- Entries supplied -
⁂
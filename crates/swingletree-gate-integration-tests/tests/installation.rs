//! Integration tests for GitHub installation webhooks
//!
//! These tests verify that installation changes reach the installation
//! service and that unsigned or mis-signed deliveries are rejected.

mod common;

use axum::body::Body;
use axum::http::{Request, StatusCode};
use common::{gate, github_signature, json_response, WEBHOOK_SECRET};
use serde_json::json;
use std::time::Duration;
use tower::ServiceExt;
use wiremock::matchers::{body_json, method, path};
use wiremock::{Mock, MockServer, ResponseTemplate};

fn installation_payload(action: &str) -> String {
    json!({
        "action": action,
        "installation": { "id": 1001, "account": { "login": "acme", "id": 55 } }
    })
    .to_string()
}

fn webhook_request(event: &str, signature: Option<String>, payload: String) -> Request<Body> {
    let mut builder = Request::builder()
        .method("POST")
        .uri("/installation")
        .header("content-type", "application/json")
        .header("x-github-event", event);
    if let Some(signature) = signature {
        builder = builder.header("x-hub-signature-256", signature);
    }
    builder.body(Body::from(payload)).unwrap()
}

fn gate_for(scotty: &MockServer) -> axum::Router {
    gate(json!({
        "gate": { "github": { "secret": WEBHOOK_SECRET } },
        "urls": { "scotty": scotty.uri() }
    }))
}

/// Wait until the installation service received `count` requests.
async fn wait_for_requests(server: &MockServer, count: usize) -> usize {
    for _ in 0..100 {
        let received = server.received_requests().await.unwrap_or_default().len();
        if received >= count {
            return received;
        }
        tokio::time::sleep(Duration::from_millis(10)).await;
    }
    server.received_requests().await.unwrap_or_default().len()
}

/// Verify that a created installation is posted to the installation service
#[tokio::test]
async fn test_created_installation_is_posted() {
    // Arrange
    let scotty = MockServer::start().await;
    Mock::given(method("POST"))
        .and(path("/installation"))
        .and(body_json(json!({
            "account": "acme",
            "accountId": 55,
            "installationId": 1001
        })))
        .respond_with(ResponseTemplate::new(201))
        .expect(1)
        .mount(&scotty)
        .await;

    let payload = installation_payload("created");
    let signature = github_signature(WEBHOOK_SECRET, &payload);

    // Act
    let response = gate_for(&scotty)
        .oneshot(webhook_request("installation", Some(signature), payload))
        .await
        .unwrap();

    // Assert
    let (status, body) = json_response(response).await;
    assert_eq!(status, StatusCode::OK);
    assert_eq!(body, json!({ "ok": true }));
    assert_eq!(wait_for_requests(&scotty, 1).await, 1);
}

/// Verify that a deleted installation is sent as DELETE
#[tokio::test]
async fn test_deleted_installation_is_deleted() {
    // Arrange
    let scotty = MockServer::start().await;
    Mock::given(method("DELETE"))
        .and(path("/installation"))
        .respond_with(ResponseTemplate::new(200))
        .expect(1)
        .mount(&scotty)
        .await;

    let payload = installation_payload("deleted");
    let signature = github_signature(WEBHOOK_SECRET, &payload);

    // Act
    let response = gate_for(&scotty)
        .oneshot(webhook_request("installation", Some(signature), payload))
        .await
        .unwrap();

    // Assert
    assert_eq!(response.status(), StatusCode::OK);
    assert_eq!(wait_for_requests(&scotty, 1).await, 1);
}

/// Verify that a failing installation service does not fail the delivery
#[tokio::test]
async fn test_installation_service_failure_is_not_reported_to_github() {
    // Arrange
    let scotty = MockServer::start().await;
    Mock::given(method("POST"))
        .respond_with(ResponseTemplate::new(500))
        .mount(&scotty)
        .await;

    let payload = installation_payload("created");
    let signature = github_signature(WEBHOOK_SECRET, &payload);

    // Act
    let response = gate_for(&scotty)
        .oneshot(webhook_request("installation", Some(signature), payload))
        .await
        .unwrap();

    // Assert
    assert_eq!(response.status(), StatusCode::OK);
    assert_eq!(wait_for_requests(&scotty, 1).await, 1);
}

/// Verify that a bad signature is rejected and nothing is forwarded
#[tokio::test]
async fn test_bad_signature_is_rejected() {
    // Arrange
    let scotty = MockServer::start().await;
    Mock::given(method("POST"))
        .respond_with(ResponseTemplate::new(201))
        .expect(0)
        .mount(&scotty)
        .await;

    let payload = installation_payload("created");
    let signature = github_signature("wrong-secret", &payload);

    // Act
    let response = gate_for(&scotty)
        .oneshot(webhook_request("installation", Some(signature), payload))
        .await
        .unwrap();

    // Assert
    let (status, body) = json_response(response).await;
    assert_eq!(status, StatusCode::BAD_REQUEST);
    assert_eq!(body["errors"][0]["title"], "Invalid signature");
    tokio::time::sleep(Duration::from_millis(50)).await;
}

/// Verify that events other than installation are acknowledged and dropped
#[tokio::test]
async fn test_other_events_are_ignored() {
    // Arrange
    let scotty = MockServer::start().await;
    Mock::given(method("POST"))
        .respond_with(ResponseTemplate::new(201))
        .expect(0)
        .mount(&scotty)
        .await;

    let payload = json!({ "zen": "Keep it logically awesome." }).to_string();
    let signature = github_signature(WEBHOOK_SECRET, &payload);

    // Act
    let response = gate_for(&scotty)
        .oneshot(webhook_request("ping", Some(signature), payload))
        .await
        .unwrap();

    // Assert
    assert_eq!(response.status(), StatusCode::OK);
}
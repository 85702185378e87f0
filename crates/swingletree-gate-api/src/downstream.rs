//! JSON client for the services the gate forwards to.
//!
//! Plugins and the installation service share one delivery contract: a JSON
//! request, a single attempt, any 2xx status is success, and failures come
//! back as an [`ErrorMessage`] body. There is no retry; the caller gets the
//! outcome of the first attempt.

use reqwest::Method;
use serde::Serialize;
use std::time::Instant;
use swingletree_gate_core::{ErrorEntry, ErrorMessage};
use tracing::{debug, error, instrument};

/// Title of the entries describing a failed report delivery
pub const REPORT_PROCESSING_TITLE: &str = "Failed processing report";

/// User agent sent with every downstream request
pub const USER_AGENT: &str = concat!("swingletree-gate/", env!("CARGO_PKG_VERSION"));

/// Build the HTTP client shared by all downstream clients.
pub fn build_http_client() -> Result<reqwest::Client, reqwest::Error> {
    reqwest::Client::builder().user_agent(USER_AGENT).build()
}

/// Failure to deliver a request downstream.
#[derive(Debug, thiserror::Error)]
pub enum DispatchError {
    /// No base URL was configured for the target
    #[error("no base URL configured for {target}")]
    MissingBaseUrl { target: String },

    /// Network, DNS, TLS or encoding failure
    #[error("request to {url} failed: {source}")]
    Transport {
        url: String,
        #[source]
        source: reqwest::Error,
    },

    /// The target answered with a non-2xx status
    #[error("{url} responded with status {status}")]
    Rejected {
        url: String,
        status: u16,
        errors: Vec<ErrorEntry>,
    },
}

impl DispatchError {
    /// Error entries to relay to the caller.
    ///
    /// A rejection yields the downstream's own entries unchanged (possibly
    /// none, when the body was not an error message). Every other failure is
    /// wrapped in a single entry.
    pub fn into_entries(self) -> Vec<ErrorEntry> {
        match self {
            Self::Rejected { errors, .. } => errors,
            other => vec![ErrorEntry::new(REPORT_PROCESSING_TITLE, other.to_string())],
        }
    }
}

/// JSON client bound to one downstream base URL.
#[derive(Debug, Clone)]
pub struct DownstreamClient {
    http: reqwest::Client,
    base_url: Option<String>,
    target: String,
}

impl DownstreamClient {
    /// Create a client for `target`, a human readable name used in errors.
    ///
    /// A missing base URL is accepted here and reported on every send.
    pub fn new(http: reqwest::Client, base_url: Option<String>, target: impl Into<String>) -> Self {
        Self {
            http,
            base_url,
            target: target.into(),
        }
    }

    /// Absolute URL of `path` below the base URL.
    pub fn url(&self, path: &str) -> Option<String> {
        self.base_url
            .as_deref()
            .map(|base| format!("{}{}", base.trim_end_matches('/'), path))
    }

    /// Send `body` as JSON with a single attempt.
    #[instrument(skip(self, body), fields(target = %self.target))]
    pub async fn send_json<T>(&self, method: Method, path: &str, body: &T) -> Result<(), DispatchError>
    where
        T: Serialize + ?Sized,
    {
        let url = self.url(path).ok_or_else(|| DispatchError::MissingBaseUrl {
            target: self.target.clone(),
        })?;

        let start = Instant::now();
        let response = self
            .http
            .request(method, &url)
            .json(body)
            .send()
            .await
            .map_err(|source| {
                error!(url = %url, error = %source, "Encountered an error while sending data downstream");
                DispatchError::Transport {
                    url: url.clone(),
                    source,
                }
            })?;

        let status = response.status();
        debug!(
            url = %url,
            status = %status,
            duration_ms = %start.elapsed().as_millis(),
            "Downstream responded"
        );

        if status.is_success() {
            return Ok(());
        }

        let errors = match response.bytes().await {
            Ok(body) => serde_json::from_slice::<ErrorMessage>(&body)
                .map(|message| message.errors)
                .unwrap_or_else(|e| {
                    debug!(url = %url, error = %e, "Downstream error body is not an error message");
                    Vec::new()
                }),
            Err(e) => {
                debug!(url = %url, error = %e, "Failed to read downstream error body");
                Vec::new()
            }
        };

        error!(
            url = %url,
            status = %status,
            error_count = errors.len(),
            "Downstream rejected request"
        );

        Err(DispatchError::Rejected {
            url,
            status: status.as_u16(),
            errors,
        })
    }
}

#[cfg(test)]
#[path = "downstream_tests.rs"]
mod tests;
⁂
- Requirement -
This task asks for the number of lines above that include the string "source". Respond with that number only.

- Response to the exercise -
6